__Material provided__
BEGIN

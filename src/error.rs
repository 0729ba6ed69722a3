use axum::{
    http::StatusCode,
    response::{IntoResponse, Response},
    Json,
};
use serde::Serialize;
use thiserror::Error;

/// Errors surfaced by the HTTP API. Clients only ever see the status code and
/// the short message; the cause of an `Upstream` error is logged server-side.
#[derive(Debug, Error)]
pub enum ApiError {
    /// A required parameter is missing or malformed.
    #[error("{0}")]
    Validation(String),

    #[error("{0}")]
    NotFound(String),

    /// Search, episode lookup, generation or database failure.
    #[error("{message}: {source:#}")]
    Upstream {
        message: String,
        source: anyhow::Error,
    },
}

#[derive(Debug, Serialize)]
struct ErrorResponse {
    error: String,
}

impl IntoResponse for ApiError {
    fn into_response(self) -> Response {
        let (status, message) = match self {
            ApiError::Validation(msg) => (StatusCode::BAD_REQUEST, msg),
            ApiError::NotFound(msg) => (StatusCode::NOT_FOUND, msg),
            ApiError::Upstream { message, source } => {
                tracing::error!(error = %format!("{source:#}"), "{}", message);
                (StatusCode::INTERNAL_SERVER_ERROR, message)
            }
        };

        (status, Json(ErrorResponse { error: message })).into_response()
    }
}

pub type ApiResult<T> = Result<T, ApiError>;

impl ApiError {
    pub fn validation(msg: impl Into<String>) -> Self {
        Self::Validation(msg.into())
    }

    pub fn not_found(msg: impl Into<String>) -> Self {
        Self::NotFound(msg.into())
    }

    pub fn upstream(msg: impl Into<String>, source: impl Into<anyhow::Error>) -> Self {
        Self::Upstream {
            message: msg.into(),
            source: source.into(),
        }
    }
}
//! Wire shapes returned by the Listen Notes API.
//!
//! Search results carry `*_original` / `*_highlighted` variants while the
//! episode lookup endpoint carries plain `title` / `description`; both are
//! normalized into [`Episode`] here so nothing past the adapter sees raw JSON.

use anyhow::{anyhow, Result};
use serde::Deserialize;
use tracing::warn;

use crate::model::{Episode, PodcastRef, SearchPage};

#[derive(Deserialize, Debug, Default)]
pub struct RawPodcast {
    #[serde(default)]
    pub id: Option<String>,
    #[serde(default)]
    pub title: Option<String>,
    #[serde(default)]
    pub title_original: Option<String>,
    #[serde(default)]
    pub publisher: Option<String>,
    #[serde(default)]
    pub publisher_original: Option<String>,
}

#[derive(Deserialize, Debug, Default)]
pub struct RawEpisode {
    #[serde(default)]
    pub id: String,
    #[serde(default)]
    pub title: Option<String>,
    #[serde(default)]
    pub title_original: Option<String>,
    #[serde(default)]
    pub title_highlighted: Option<String>,
    #[serde(default)]
    pub description: Option<String>,
    #[serde(default)]
    pub description_original: Option<String>,
    #[serde(default)]
    pub description_highlighted: Option<String>,
    #[serde(default)]
    pub audio: Option<String>,
    #[serde(default)]
    pub image: Option<String>,
    #[serde(default)]
    pub thumbnail: Option<String>,
    #[serde(default)]
    pub podcast: Option<RawPodcast>,
    #[serde(default)]
    pub audio_length_sec: Option<u64>,
    #[serde(default)]
    pub pub_date_ms: Option<i64>,
}

#[derive(Deserialize, Debug)]
pub struct RawSearchResponse {
    #[serde(default)]
    pub results: Vec<RawEpisode>,
    #[serde(default)]
    pub count: Option<u32>,
    #[serde(default)]
    pub total: u64,
    #[serde(default)]
    pub next_offset: Option<u64>,
}

fn first_non_empty(candidates: [Option<String>; 2]) -> Option<String> {
    candidates
        .into_iter()
        .flatten()
        .find(|s| !s.trim().is_empty())
}

impl TryFrom<RawEpisode> for Episode {
    type Error = anyhow::Error;

    fn try_from(raw: RawEpisode) -> Result<Self> {
        if raw.id.trim().is_empty() {
            return Err(anyhow!("episode without id"));
        }
        let title = first_non_empty([raw.title, raw.title_original.clone()])
            .ok_or_else(|| anyhow!("episode {} has no title", raw.id))?;
        let title_original = raw.title_original.unwrap_or_else(|| title.clone());
        let description =
            first_non_empty([raw.description, raw.description_original]).unwrap_or_default();
        let description_highlighted = raw
            .description_highlighted
            .unwrap_or_else(|| description.clone());

        let podcast = raw.podcast.unwrap_or_default();
        let podcast = PodcastRef {
            id: podcast.id.unwrap_or_default(),
            title: first_non_empty([podcast.title, podcast.title_original]).unwrap_or_default(),
            publisher: first_non_empty([podcast.publisher, podcast.publisher_original])
                .unwrap_or_default(),
        };

        Ok(Episode {
            id: raw.id,
            title,
            title_original,
            description,
            description_highlighted,
            audio: raw.audio.unwrap_or_default(),
            image: raw.image.unwrap_or_default(),
            thumbnail: raw.thumbnail.unwrap_or_default(),
            podcast,
            audio_length_sec: raw.audio_length_sec.unwrap_or(0),
            pub_date_ms: raw.pub_date_ms.unwrap_or(0),
        })
    }
}

impl TryFrom<RawSearchResponse> for SearchPage {
    type Error = anyhow::Error;

    /// Malformed results are dropped with a warning; `count` excludes them.
    fn try_from(raw: RawSearchResponse) -> Result<Self> {
        let mut results = Vec::with_capacity(raw.results.len());
        let mut skipped = 0u32;
        for item in raw.results {
            match Episode::try_from(item) {
                Ok(ep) => results.push(ep),
                Err(err) => {
                    warn!(error = %err, "skipping malformed search result");
                    skipped += 1;
                }
            }
        }
        let count = raw
            .count
            .unwrap_or(results.len() as u32 + skipped)
            .saturating_sub(skipped);
        Ok(SearchPage {
            count,
            total: raw.total,
            results,
        })
    }
}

END

Retype the data in full, exactly.

filename src/error.rs
repository 0729ba6ed69722a3
use axum::{
    http::StatusCode,
    response::{IntoResponse, Response},
    Json,
};
use serde::Serialize;
use thiserror::Error;

/// Errors surfaced by the HTTP API. Clients only ever see the status code and
/// the short message; the cause of an `Upstream` error is logged server-side.
#[derive(Debug, Error)]
pub enum ApiError {
    /// A required parameter is missing or malformed.
    #[error("{0}")]
    Validation(String),

    #[error("{0}")]
    NotFound(String),

    /// Search, episode lookup, generation or database failure.
    #[error("{message}: {source:#}")]
    Upstream {
        message: String,
        source: anyhow::Error,
    },
}

#[derive(Debug, Serialize)]
struct ErrorResponse {
    error: String,
}

impl IntoResponse for ApiError {
    fn into_response(self) -> Response {
        let (status, message) = match self {
            ApiError::Validation(msg) => (StatusCode::BAD_REQUEST, msg),
            ApiError::NotFound(msg) => (StatusCode::NOT_FOUND, msg),
            ApiError::Upstream { message, source } => {
                tracing::error!(error = %format!("{source:#}"), "{}", message);
                (StatusCode::INTERNAL_SERVER_ERROR, message)
            }
        };

        (status, Json(ErrorResponse { error: message })).into_response()
    }
}

pub type ApiResult<T> = Result<T, ApiError>;

impl ApiError {
    pub fn validation(msg: impl Into<String>) -> Self {
        Self::Validation(msg.into())
    }

    pub fn not_found(msg: impl Into<String>) -> Self {
        Self::NotFound(msg.into())
    }

    pub fn upstream(msg: impl Into<String>, source: impl Into<anyhow::Error>) -> Self {
        Self::Upstream {
            message: msg.into(),
            source: source.into(),
        }
    }
}
//! Wire shapes returned by the Listen Notes API.
//!
//! Search results carry `*_original` / `*_highlighted` variants while the
//! episode lookup endpoint carries plain `title` / `description`; both are
//! normalized into [`Episode`] here so nothing past the adapter sees raw JSON.

use anyhow::{anyhow, Result};
use serde::Deserialize;
use tracing::warn;

use crate::model::{Episode, PodcastRef, SearchPage};

#[derive(Deserialize, Debug, Default)]
pub struct RawPodcast {
    #[serde(default)]
    pub id: Option<String>,
    #[serde(default)]
    pub title: Option<String>,
    #[serde(default)]
    pub title_original: Option<String>,
    #[serde(default)]
    pub publisher: Option<String>,
    #[serde(default)]
    pub publisher_original: Option<String>,
}

#[derive(Deserialize, Debug, Default)]
pub struct RawEpisode {
    #[serde(default)]
    pub id: String,
    #[serde(default)]
    pub title: Option<String>,
    #[serde(default)]
    pub title_original: Option<String>,
    #[serde(default)]
    pub title_highlighted: Option<String>,
    #[serde(default)]
    pub description: Option<String>,
    #[serde(default)]
    pub description_original: Option<String>,
    #[serde(default)]
    pub description_highlighted: Option<String>,
    #[serde(default)]
    pub audio: Option<String>,
    #[serde(default)]
    pub image: Option<String>,
    #[serde(default)]
    pub thumbnail: Option<String>,
    #[serde(default)]
    pub podcast: Option<RawPodcast>,
    #[serde(default)]
    pub audio_length_sec: Option<u64>,
    #[serde(default)]
    pub pub_date_ms: Option<i64>,
}

#[derive(Deserialize, Debug)]
pub struct RawSearchResponse {
    #[serde(default)]
    pub results: Vec<RawEpisode>,
    #[serde(default)]
    pub count: Option<u32>,
    #[serde(default)]
    pub total: u64,
    #[serde(default)]
    pub next_offset: Option<u64>,
}

fn first_non_empty(candidates: [Option<String>; 2]) -> Option<String> {
    candidates
        .into_iter()
        .flatten()
        .find(|s| !s.trim().is_empty())
}

impl TryFrom<RawEpisode> for Episode {
    type Error = anyhow::Error;

    fn try_from(raw: RawEpisode) -> Result<Self> {
        if raw.id.trim().is_empty() {
            return Err(anyhow!("episode without id"));
        }
        let title = first_non_empty([raw.title, raw.title_original.clone()])
            .ok_or_else(|| anyhow!("episode {} has no title", raw.id))?;
        let title_original = raw.title_original.unwrap_or_else(|| title.clone());
        let description =
            first_non_empty([raw.description, raw.description_original]).unwrap_or_default();
        let description_highlighted = raw
            .description_highlighted
            .unwrap_or_else(|| description.clone());

        let podcast = raw.podcast.unwrap_or_default();
        let podcast = PodcastRef {
            id: podcast.id.unwrap_or_default(),
            title: first_non_empty([podcast.title, podcast.title_original]).unwrap_or_default(),
            publisher: first_non_empty([podcast.publisher, podcast.publisher_original])
                .unwrap_or_default(),
        };

        Ok(Episode {
            id: raw.id,
            title,
            title_original,
            description,
            description_highlighted,
            audio: raw.audio.unwrap_or_default(),
            image: raw.image.unwrap_or_default(),
            thumbnail: raw.thumbnail.unwrap_or_default(),
            podcast,
            audio_length_sec: raw.audio_length_sec.unwrap_or(0),
            pub_date_ms: raw.pub_date_ms.unwrap_or(0),
        })
    }
}

impl TryFrom<RawSearchResponse> for SearchPage {
    type Error = anyhow::Error;

    /// Malformed results are dropped with a warning; `count` excludes them.
    fn try_from(raw: RawSearchResponse) -> Result<Self> {
        let mut results = Vec::with_capacity(raw.results.len());
        let mut skipped = 0u32;
        for item in raw.results {
            match Episode::try_from(item) {
                Ok(ep) => results.push(ep),
                Err(err) => {
                    warn!(error = %err, "skipping malformed search result");
                    skipped += 1;
                }
            }
        }
        let count = raw
            .count
            .unwrap_or(results.len() as u32 + skipped)
            .saturating_sub(skipped);
        Ok(SearchPage {
            count,
            total: raw.total,
            results,
        })
    }
}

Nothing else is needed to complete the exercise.